Yukarıda açıkladığım gerçeklerin hiç birisi daha önce yazdıklarımı değiştirmez... İkisi ayrı ayrıdır. Maalesef 200 bin kişilik polisimizin çoğu doğru düzgün cümle kuramamakta ve bundan dolayı enteresan şekilde kişilerin başı ağrımaktadır. Biz şöyle yazalım bir şey olmaz diyerek olayı karşıdakinede imzalatıp bıraktıktan sonra o imzalanan kağıttan dolayı sorun çıktığı sıkça görülmüştür... Eğer polisin karşısınada bilmeyen birisi çıkarsa körler sağırlar birbirini ağırlar diyaloğu oluşup genelde vatandaş zor durumda kalmaktadır. Bunun örnekleride çoktur...
Adalet e gelirsek adaletin gücü yargıdan gelir yani bağımsız mahkemelerden. Ancak gerek çıkardığımız kanunlarla yani kanun koyucunun çıkardığı kanun gerekse uygulayıcı olan savcı ve hakimlerin taktir yetkilerini gereksiz kullanımı hem poliste hem vatandaşta adalet duygusunu yok etmektedir. Her halde hiç bir ülkede Türkiye deki kadar uygulayıcının elini kolunu bağlayan kanunlar yoktur...

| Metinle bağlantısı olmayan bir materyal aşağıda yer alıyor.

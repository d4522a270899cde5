//! Gateway resolution: the address of the network-owning container on the
//! shared network.

use std::net::IpAddr;

use log::info;

use crate::error::GatewayError;
use crate::identity::Identity;
use crate::runtime::ContainerRuntime;
use crate::types::{GatewayContext, DEFAULT_NETWORK, LABEL_NETWORK};

/// Pick the network to route through: explicit configuration first, then the
/// `wgroutemgr.network` label on the sidecar, then on the network owner.
pub fn network_name(configured: Option<&str>, identity: &Identity) -> String {
    configured
        .or_else(|| identity.own_labels.get(LABEL_NETWORK).map(String::as_str))
        .or_else(|| {
            identity
                .network_owner_labels
                .get(LABEL_NETWORK)
                .map(String::as_str)
        })
        .unwrap_or(DEFAULT_NETWORK)
        .to_string()
}

/// Resolve the gateway address of `network_owner_id` on `network`.
pub async fn resolve_gateway<R: ContainerRuntime + ?Sized>(
    runtime: &R,
    network_owner_id: &str,
    network: &str,
) -> Result<IpAddr, GatewayError> {
    let detail = runtime.inspect(network_owner_id).await?;
    get_ip_for_network(&detail, network_owner_id, network)
}

/// Build the startup context, failing if no gateway can be determined.
pub async fn build_context<R: ContainerRuntime + ?Sized>(
    runtime: &R,
    identity: &Identity,
    configured_network: Option<&str>,
) -> Result<GatewayContext, GatewayError> {
    let network = network_name(configured_network, identity);
    let gateway = resolve_gateway(runtime, &identity.network_owner_id, &network).await?;
    info!("Address of {} is {}", network, gateway);

    Ok(GatewayContext {
        own_id: identity.own_id.clone(),
        network_owner_id: identity.network_owner_id.clone(),
        network,
        gateway,
    })
}

fn get_ip_for_network(
    detail: &bollard::models::ContainerInspectResponse,
    container: &str,
    network: &str,
) -> Result<IpAddr, GatewayError> {
    let endpoint = detail
        .network_settings
        .as_ref()
        .and_then(|s| s.networks.as_ref())
        .and_then(|n| n.get(network))
        .ok_or_else(|| GatewayError::NotAttached {
            container: container.to_string(),
            network: network.to_string(),
        })?;

    let address = [&endpoint.ip_address, &endpoint.global_ipv6_address]
        .into_iter()
        .flatten()
        .find(|a| !a.is_empty())
        .ok_or_else(|| GatewayError::NoAddress {
            container: container.to_string(),
            network: network.to_string(),
        })?;

    address
        .parse()
        .map_err(|_| GatewayError::InvalidAddress {
            address: address.clone(),
            network: network.to_string(),
        })
}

Bir çok iletimde yazdığım gibi gerek kanunlar ve özellikle CMUK ile Cumhuriyet savcıları ile hakimlerin taktir yetkilerini uygunsuz kullanmaları asıl sorundur. Bakınız şimdi...
D.Ö. 12 yaşında.. 110 suçunda yakalamış polis, hepsinde serbest kalmış.
F.G.. 12 yaşında.. 104 suçunda yakalanmış.. Hepsinde serbest kalmış.
U.Ç. 12 yaşında.. 101 suçunda yakalanmış.. Hepsinde serbest kalmış.
G.Ö. 14 yaşında.. 92 suçunda yakalanmış.. Hepsinde serbest kalmış.
B.Ç. 14 yaşında.. 92 suçunda yakalanmış.. Hepsinde serbest kalmış.
E.Ö. 14 yaşında.. 84 suçunda yakalanmış.. Hepsinde serbest kalmış.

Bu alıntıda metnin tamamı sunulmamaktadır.